### Description of the task
What lines below include the word "index"? Copy each one.

========================

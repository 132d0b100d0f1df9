//! JSON structure dump of the parsed deck, for inspection and
//! regression tooling.

use crate::error::{Error, Result};
use crate::model::SlideDeck;

/// Serialize the deck model to JSON.
pub fn to_json(deck: &SlideDeck, pretty: bool) -> Result<String> {
    let result = if pretty {
        serde_json::to_string_pretty(deck)
    } else {
        serde_json::to_string(deck)
    };
    result.map_err(|e| Error::Render(e.to_string()))
}
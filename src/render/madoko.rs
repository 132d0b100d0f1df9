//! Madoko Markdown syntax rules.

use super::emitter::Syntax;
use super::markdown::{escape_markdown, markdown_table};
use super::options::TableHeaderMode;
use super::rgb_to_hex;
use crate::model::SlideDeck;

/// Width below which plain image tags are used instead of a captioned
/// figure block.
const FIGURE_WIDTH_PX: u32 = 500;

pub(crate) struct MadokoSyntax;

impl Syntax for MadokoSyntax {
    fn header(&self, out: &mut String, _deck: &SlideDeck) {
        out.push_str("[TOC]\n\n");
    }

    fn heading(&self, out: &mut String, level: u8, text: &str) {
        out.push_str(&"#".repeat(level as usize));
        out.push(' ');
        out.push_str(text);
        out.push_str("\n\n");
    }

    fn list_item(&self, out: &mut String, level: u8, text: &str, number: Option<u32>) {
        let indent = "  ".repeat(level as usize);
        match number {
            Some(n) => out.push_str(&format!("{}{}. {}\n", indent, n, text.trim())),
            None => out.push_str(&format!("{}* {}\n", indent, text.trim())),
        }
    }

    fn paragraph(&self, out: &mut String, text: &str) {
        out.push_str(text);
        out.push_str("\n\n");
    }

    fn image(&self, out: &mut String, path: &str, max_width: Option<u32>) {
        match max_width {
            None => out.push_str(&format!("<img src=\"{}\" />\n\n", path)),
            Some(w) if w < FIGURE_WIDTH_PX => {
                out.push_str(&format!("<img src=\"{}\" width={}px />\n\n", path, w))
            }
            Some(w) => {
                out.push_str("~ Figure {caption: image caption}\n");
                out.push_str(&format!("![]({}){{width:{}px;}}\n", path, w));
                out.push_str("~\n\n");
            }
        }
    }

    fn table(&self, out: &mut String, rows: &[Vec<String>], header_mode: TableHeaderMode) {
        markdown_table(out, rows, header_mode);
    }

    fn escape(&self, text: &str) -> String {
        escape_markdown(text)
    }

    fn accent(&self, text: &str) -> String {
        format!(" _{}_ ", text)
    }

    fn strong(&self, text: &str) -> String {
        format!(" __{}__ ", text)
    }

    fn colored(&self, text: &str, rgb: [u8; 3]) -> String {
        format!(" <span style=\"color:{}\">{}</span> ", rgb_to_hex(rgb), text)
    }

    fn hyperlink(&self, text: &str, url: &str) -> String {
        format!("[{}]({})", text, url)
    }
}
//! Error types for the undeck library.

use std::io;
use thiserror::Error;

use crate::model::PathId;

/// Result type alias for undeck operations.
pub type Result<T> = std::result::Result<T, Error>;

/// Error types that can occur during slide-deck processing.
#[derive(Error, Debug)]
pub enum Error {
    /// I/O error when reading or writing files.
    #[error("I/O error: {0}")]
    Io(#[from] io::Error),

    /// The source document could not be opened at all.
    #[error("Cannot open source document: {0}")]
    SourceOpen(String),

    /// An option was used against a source that does not support it.
    ///
    /// This is normally downgraded to a warning by the parser; it only
    /// reaches callers that invoke a capability directly.
    #[error("Option not supported by this source: {0}")]
    UnsupportedOption(String),

    /// Every strategy of the image conversion cascade failed.
    #[error("No conversion strategy succeeded for image payload")]
    CascadeExhausted,

    /// An embedded object graph revisited an already-open payload.
    #[error("Embedded object cycle detected at {0}")]
    RecursionCycle(PathId),

    /// An embedded payload could not be opened as a presentation.
    #[error("Cannot open embedded document: {0}")]
    EmbeddedOpen(String),

    /// Host application automation is required but unavailable.
    #[error("Host application automation unavailable: {0}")]
    HostUnavailable(String),

    /// An external conversion tool did not finish within the timeout.
    #[error("External tool timed out: {0}")]
    ToolTimeout(String),

    /// Invalid slide range specification.
    #[error("Invalid slide range: {0}")]
    InvalidSlideRange(String),

    /// Error during rendering.
    #[error("Rendering error: {0}")]
    Render(String),

    /// The conversion was cancelled by the caller.
    #[error("Conversion cancelled")]
    Cancelled,

    /// Generic error with message.
    #[error("{0}")]
    Other(String),
}

#[cfg(test)]
mod tests {
    use super::*;
    use crate::model::PathId;

    #[test]
    fn test_error_display() {
        let err = Error::CascadeExhausted;
        assert_eq!(
            err.to_string(),
            "No conversion strategy succeeded for image payload"
        );

        let err = Error::RecursionCycle(PathId::slide(2).child_embed(1));
        assert_eq!(err.to_string(), "Embedded object cycle detected at S2/E1");
    }

    #[test]
    fn test_io_error_conversion() {
        let io_err = io::Error::new(io::ErrorKind::NotFound, "file not found");
        let err: Error = io_err.into();
        assert!(matches!(err, Error::Io(_)));
    }
}
//! Extracted image resources referenced by image blocks.

use serde::{Deserialize, Serialize};

/// One extracted (and possibly converted) image.
#[derive(Debug, Clone, Serialize, Deserialize)]
pub struct Resource {
    /// Stable id referenced by [`crate::model::Block::Image`]
    pub id: String,

    /// File name used when writing the image directory
    pub file_name: String,

    /// Image bytes
    #[serde(skip_serializing, default)]
    pub bytes: Vec<u8>,

    /// Alternative text carried over from the source shape
    pub alt_text: String,
}

impl Resource {
    /// Create a resource.
    pub fn new(id: impl Into<String>, file_name: impl Into<String>, bytes: Vec<u8>) -> Self {
        Self {
            id: id.into(),
            file_name: file_name.into(),
            bytes,
            alt_text: String::new(),
        }
    }

    /// Set the alternative text.
    pub fn with_alt_text(mut self, alt: impl Into<String>) -> Self {
        self.alt_text = alt.into();
        self
    }

    /// Size of the payload in bytes.
    pub fn len(&self) -> usize {
        self.bytes.len()
    }

    /// Check if the payload is empty.
    pub fn is_empty(&self) -> bool {
        self.bytes.is_empty()
    }
}

#[cfg(test)]
mod tests {
    use super::*;

    #[test]
    fn test_resource_basics() {
        let r = Resource::new("img-0001", "deck_1.png", vec![1, 2, 3]).with_alt_text("chart");
        assert_eq!(r.len(), 3);
        assert!(!r.is_empty());
        assert_eq!(r.alt_text, "chart");
    }
}
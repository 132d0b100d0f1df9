//! Slide and deck-level types.

use chrono::{DateTime, Utc};
use serde::{Deserialize, Serialize};

use super::{Block, Resource};

/// One slide's ordered output.
#[derive(Debug, Clone, Serialize, Deserialize)]
pub struct Slide {
    /// Slide number (1-based)
    pub index: u32,

    /// Blocks in reading order: title first, then left column before
    /// right column for two-column layouts
    pub blocks: Vec<Block>,

    /// Column structure for emitters that can render it, `None` for
    /// single-column slides
    pub columns: Option<ColumnSpan>,

    /// Speaker notes
    pub notes: Vec<String>,
}

impl Slide {
    /// Create an empty slide.
    pub fn new(index: u32) -> Self {
        Self {
            index,
            blocks: Vec::new(),
            columns: None,
            notes: Vec::new(),
        }
    }

    /// Append a block.
    pub fn push(&mut self, block: Block) {
        self.blocks.push(block);
    }

    /// Check if the slide carries a two-column layout.
    pub fn has_columns(&self) -> bool {
        self.columns.is_some()
    }

    /// Plain text of all blocks.
    pub fn plain_text(&self) -> String {
        self.blocks
            .iter()
            .map(|b| b.plain_text())
            .filter(|t| !t.is_empty())
            .collect::<Vec<_>>()
            .join("\n")
    }
}

/// Ranges into [`Slide::blocks`] describing a two-column layout.
///
/// The block order itself is already the reading order; the span only
/// lets column-aware emitters (Quarto) reconstruct the layout.
#[derive(Debug, Clone, Copy, PartialEq, Eq, Serialize, Deserialize)]
pub struct ColumnSpan {
    /// Number of leading blocks preceding the columns (the title)
    pub preface: usize,

    /// Number of blocks in the left column; the remainder is the right
    pub left: usize,
}

/// The converted document: slides plus extracted resources.
#[derive(Debug, Clone, Serialize, Deserialize)]
pub struct SlideDeck {
    /// Source document metadata
    pub metadata: Metadata,

    /// Slides in document order
    pub slides: Vec<Slide>,

    /// Extracted image resources, in extraction order
    pub resources: Vec<Resource>,
}

impl SlideDeck {
    /// Create an empty deck.
    pub fn new() -> Self {
        Self {
            metadata: Metadata::default(),
            slides: Vec::new(),
            resources: Vec::new(),
        }
    }

    /// Number of slides.
    pub fn slide_count(&self) -> u32 {
        self.slides.len() as u32
    }

    /// Look up a resource by id.
    pub fn resource(&self, id: &str) -> Option<&Resource> {
        self.resources.iter().find(|r| r.id == id)
    }

    /// Plain text of the whole deck.
    pub fn plain_text(&self) -> String {
        self.slides
            .iter()
            .map(|s| s.plain_text())
            .collect::<Vec<_>>()
            .join("\n\n")
    }
}

impl Default for SlideDeck {
    fn default() -> Self {
        Self::new()
    }
}

/// Source document metadata.
#[derive(Debug, Clone, Default, Serialize, Deserialize)]
pub struct Metadata {
    /// Document title
    pub title: Option<String>,

    /// Document author
    pub author: Option<String>,

    /// Creation date from the source container
    pub created: Option<DateTime<Utc>>,

    /// Last modification date from the source container
    pub modified: Option<DateTime<Utc>>,

    /// Total number of slides in the source
    pub slide_count: u32,
}

impl Metadata {
    /// Create metadata with a title.
    pub fn with_title(title: impl Into<String>) -> Self {
        Self {
            title: Some(title.into()),
            ..Default::default()
        }
    }
}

========================

### Result below
    pub index: u32,
    pub fn new(index: u32) -> Self {
            index,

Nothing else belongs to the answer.